§ **Requirement**:
Word for word, restate the entries below from their first line through the line that contains "impl std::fmt::Display for".

▼▼▼

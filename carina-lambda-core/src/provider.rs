//! Provider - Trait abstracting resource operations
//!
//! A Provider turns resource actions into sequences of save operations
//! against a specific cloud API and reports the resulting state.

use std::collections::HashMap;
use std::future::Future;
use std::pin::Pin;

use crate::change::ChangeSet;
use crate::error::ProviderError;
use crate::operation::SaveFailure;
use crate::resource::{Resource, ResourceId, State};
use crate::value::Value;

/// Resource-level failure
///
/// Carries whatever the sequence established before failing, so a caller
/// whose create succeeded but whose tagging failed still learns the
/// identifier of the created resource.
#[derive(Debug)]
pub struct ApplyError {
    pub resource_id: ResourceId,
    pub error: ProviderError,
    /// Identifier established before the failure, if any
    pub identifier: Option<String>,
    /// Computed attributes established before the failure
    pub outputs: HashMap<String, Value>,
}

impl ApplyError {
    pub fn new(resource_id: ResourceId, error: ProviderError) -> Self {
        Self {
            resource_id,
            error,
            identifier: None,
            outputs: HashMap::new(),
        }
    }

    /// Build from a failed sequence, keeping the computed attributes in `keys`
    pub fn from_failure(resource_id: ResourceId, failure: SaveFailure, keys: &[&str]) -> Self {
        let outputs = failure.context.project(keys);
        let (identifier, _) = failure.context.into_parts();
        Self {
            resource_id,
            error: failure.error,
            identifier,
            outputs,
        }
    }

    /// Partial state the caller can record for the next reconciliation
    pub fn partial_state(&self) -> Option<State> {
        let identifier = self.identifier.as_ref()?;
        Some(
            State::existing(self.resource_id.clone(), Value::Map(self.outputs.clone()))
                .with_identifier(identifier.clone()),
        )
    }
}

impl std::fmt::Display for ApplyError {
    fn fmt(&self, f: &mut std::fmt::Formatter<'_>) -> std::fmt::Result {
        write!(
            f,
            "[{}.{}] {}",
            self.resource_id.resource_type, self.resource_id.name, self.error
        )
    }
}

impl std::error::Error for ApplyError {
    fn source(&self) -> Option<&(dyn std::error::Error + 'static)> {
        Some(&self.error)
    }
}

pub type ApplyResult<T> = Result<T, ApplyError>;

/// Return type for async operations
pub type BoxFuture<'a, T> = Pin<Box<dyn Future<Output = T> + Send + 'a>>;

/// Definition of resource types that a Provider can handle
pub trait ResourceType: Send + Sync {
    /// Resource type name (e.g., "lambda.alias")
    fn name(&self) -> &'static str;

    /// Attributes produced by the remote API rather than declared by the caller
    fn computed_attributes(&self) -> &'static [&'static str] {
        &[]
    }

    /// Fields whose change forces delete and recreate
    fn immutable_fields(&self) -> &'static [&'static str] {
        &[]
    }
}

/// Main Provider trait
///
/// All operations are async and involve side effects.
pub trait Provider: Send + Sync {
    /// Name of this Provider (e.g., "lambda")
    fn name(&self) -> &'static str;

    /// List of resource types this Provider can handle
    fn resource_types(&self) -> Vec<Box<dyn ResourceType>>;

    /// Get the current state of a resource
    ///
    /// `attributes` is the last known configuration tree (used to address
    /// the remote resource). Returns `State::not_found()` if it is gone.
    fn read(
        &self,
        id: &ResourceId,
        attributes: &Value,
        identifier: Option<&str>,
    ) -> BoxFuture<'_, ApplyResult<State>>;

    /// Create a resource
    ///
    /// Returns State with identifier set to the remote identifier
    fn create(&self, resource: &Resource) -> BoxFuture<'_, ApplyResult<State>>;

    /// Update a resource in place
    fn update(
        &self,
        from: &State,
        to: &Resource,
        changes: &ChangeSet,
    ) -> BoxFuture<'_, ApplyResult<State>>;

    /// Delete a resource
    fn delete(&self, from: &State) -> BoxFuture<'_, ApplyResult<()>>;
}

/// Provider implementation for Box<dyn Provider>
/// This enables dynamic dispatch for Providers
impl Provider for Box<dyn Provider> {
    fn name(&self) -> &'static str {
        (**self).name()
    }

    fn resource_types(&self) -> Vec<Box<dyn ResourceType>> {
        (**self).resource_types()
    }

    fn read(
        &self,
        id: &ResourceId,
        attributes: &Value,
        identifier: Option<&str>,
    ) -> BoxFuture<'_, ApplyResult<State>> {
        (**self).read(id, attributes, identifier)
    }

    fn create(&self, resource: &Resource) -> BoxFuture<'_, ApplyResult<State>> {
        (**self).create(resource)
    }

    fn update(
        &self,
        from: &State,
        to: &Resource,
        changes: &ChangeSet,
    ) -> BoxFuture<'_, ApplyResult<State>> {
        (**self).update(from, to, changes)
    }

    fn delete(&self, from: &State) -> BoxFuture<'_, ApplyResult<()>> {
        (**self).delete(from)
    }
}

#[cfg(test)]
mod tests {
    use super::*;
    use crate::context::SaveContext;
    use crate::operation::{ResourceAction, SaveOperation, SaveResult, Sequence};
    use async_trait::async_trait;

    struct Stamp;

    #[async_trait]
    impl SaveOperation<()> for Stamp {
        fn name(&self) -> &'static str {
            "stamp"
        }

        fn prepare(
            &mut self,
            _ctx: &SaveContext,
            _tree: &Value,
            _changes: &ChangeSet,
        ) -> Result<bool, ProviderError> {
            Ok(true)
        }

        async fn execute(&mut self, mut ctx: SaveContext, _client: &()) -> SaveResult {
            ctx.insert("arn", "arn:stamped");
            ctx.set_upstream_id("arn:stamped");
            Ok(ctx)
        }
    }

    struct Refuse;

    #[async_trait]
    impl SaveOperation<()> for Refuse {
        fn name(&self) -> &'static str {
            "refuse"
        }

        fn prepare(
            &mut self,
            _ctx: &SaveContext,
            _tree: &Value,
            _changes: &ChangeSet,
        ) -> Result<bool, ProviderError> {
            Ok(true)
        }

        async fn execute(&mut self, ctx: SaveContext, _client: &()) -> SaveResult {
            Err(SaveFailure::new(
                ctx,
                ProviderError::invalid_value("refuse", "rejected"),
            ))
        }
    }

    /// Runs a stamp operation on create, optionally followed by one that fails
    struct SequenceProvider {
        fail_after_stamp: bool,
    }

    impl Provider for SequenceProvider {
        fn name(&self) -> &'static str {
            "sequence"
        }

        fn resource_types(&self) -> Vec<Box<dyn ResourceType>> {
            vec![]
        }

        fn read(
            &self,
            id: &ResourceId,
            _attributes: &Value,
            _identifier: Option<&str>,
        ) -> BoxFuture<'_, ApplyResult<State>> {
            let id = id.clone();
            Box::pin(async move { Ok(State::not_found(id)) })
        }

        fn create(&self, resource: &Resource) -> BoxFuture<'_, ApplyResult<State>> {
            let id = resource.id.clone();
            let spec = resource.spec.clone();
            let fail = self.fail_after_stamp;
            Box::pin(async move {
                let mut sequence = Sequence::<()>::new(ResourceAction::Create).then(Stamp);
                if fail {
                    sequence = sequence.then(Refuse);
                }
                let ctx = sequence
                    .run(SaveContext::new(), &spec, &ChangeSet::new(), &())
                    .await
                    .map_err(|failure| ApplyError::from_failure(id.clone(), failure, &["arn"]))?;
                let (identifier, data) = ctx.into_parts();
                let mut state = State::existing(id, Value::Map(data));
                state.identifier = identifier;
                Ok(state)
            })
        }

        fn update(
            &self,
            from: &State,
            _to: &Resource,
            _changes: &ChangeSet,
        ) -> BoxFuture<'_, ApplyResult<State>> {
            let state = from.clone();
            Box::pin(async move { Ok(state) })
        }

        fn delete(&self, _from: &State) -> BoxFuture<'_, ApplyResult<()>> {
            Box::pin(async { Ok(()) })
        }
    }

    #[tokio::test]
    async fn boxed_provider_reports_created_identifier() {
        let provider: Box<dyn Provider> = Box::new(SequenceProvider {
            fail_after_stamp: false,
        });
        let resource = Resource::new("test.stamped", "one");
        let state = provider.create(&resource).await.unwrap();
        assert!(state.exists);
        assert_eq!(state.identifier.as_deref(), Some("arn:stamped"));

        let gone = provider
            .read(&resource.id, &state.attributes, None)
            .await
            .unwrap();
        assert!(!gone.exists);
    }

    #[tokio::test]
    async fn failed_sequence_surfaces_partial_state() {
        let provider = SequenceProvider {
            fail_after_stamp: true,
        };
        let err = provider
            .create(&Resource::new("test.stamped", "one"))
            .await
            .unwrap_err();
        assert_eq!(err.error.operation(), Some("refuse"));
        let partial = err.partial_state().unwrap();
        assert_eq!(partial.identifier.as_deref(), Some("arn:stamped"));
        assert_eq!(partial.attributes.get("arn"), Some(&Value::from("arn:stamped")));
    }

    #[test]
    fn apply_error_keeps_partial_progress() {
        let mut ctx = SaveContext::new().with_upstream_id("arn:csc");
        ctx.insert("codeSigningConfigArn", "arn:csc");
        ctx.insert("scratch", 1i64);
        let failure = SaveFailure::new(
            ctx,
            ProviderError::missing_context("tag resource", "eventSourceMappingArn"),
        );

        let err = ApplyError::from_failure(
            ResourceId::new("lambda.code_signing_config", "signing"),
            failure,
            &["codeSigningConfigArn"],
        );

        assert_eq!(err.identifier.as_deref(), Some("arn:csc"));
        assert_eq!(err.outputs.len(), 1);
        assert_eq!(
            err.to_string(),
            "[lambda.code_signing_config.signing] tag resource: missing context value 'eventSourceMappingArn'"
        );
        let partial = err.partial_state().unwrap();
        assert_eq!(partial.identifier.as_deref(), Some("arn:csc"));
    }

    #[test]
    fn apply_error_without_identifier_has_no_partial_state() {
        let err = ApplyError::new(
            ResourceId::new("lambda.alias", "prod"),
            ProviderError::UnknownResourceType("lambda.alias".to_string()),
        );
        assert!(err.partial_state().is_none());
    }
}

▲▲▲

§ **Finished exercise**:
filename carina-lambda-core/src/provider.rs
//! Provider - Trait abstracting resource operations
//!
//! A Provider turns resource actions into sequences of save operations
//! against a specific cloud API and reports the resulting state.

use std::collections::HashMap;
use std::future::Future;
use std::pin::Pin;

use crate::change::ChangeSet;
use crate::error::ProviderError;
use crate::operation::SaveFailure;
use crate::resource::{Resource, ResourceId, State};
use crate::value::Value;

/// Resource-level failure
///
/// Carries whatever the sequence established before failing, so a caller
/// whose create succeeded but whose tagging failed still learns the
/// identifier of the created resource.
#[derive(Debug)]
pub struct ApplyError {
    pub resource_id: ResourceId,
    pub error: ProviderError,
    /// Identifier established before the failure, if any
    pub identifier: Option<String>,
    /// Computed attributes established before the failure
    pub outputs: HashMap<String, Value>,
}

impl ApplyError {
    pub fn new(resource_id: ResourceId, error: ProviderError) -> Self {
        Self {
            resource_id,
            error,
            identifier: None,
            outputs: HashMap::new(),
        }
    }

    /// Build from a failed sequence, keeping the computed attributes in `keys`
    pub fn from_failure(resource_id: ResourceId, failure: SaveFailure, keys: &[&str]) -> Self {
        let outputs = failure.context.project(keys);
        let (identifier, _) = failure.context.into_parts();
        Self {
            resource_id,
            error: failure.error,
            identifier,
            outputs,
        }
    }

    /// Partial state the caller can record for the next reconciliation
    pub fn partial_state(&self) -> Option<State> {
        let identifier = self.identifier.as_ref()?;
        Some(
            State::existing(self.resource_id.clone(), Value::Map(self.outputs.clone()))
                .with_identifier(identifier.clone()),
        )
    }
}

impl std::fmt::Display for ApplyError {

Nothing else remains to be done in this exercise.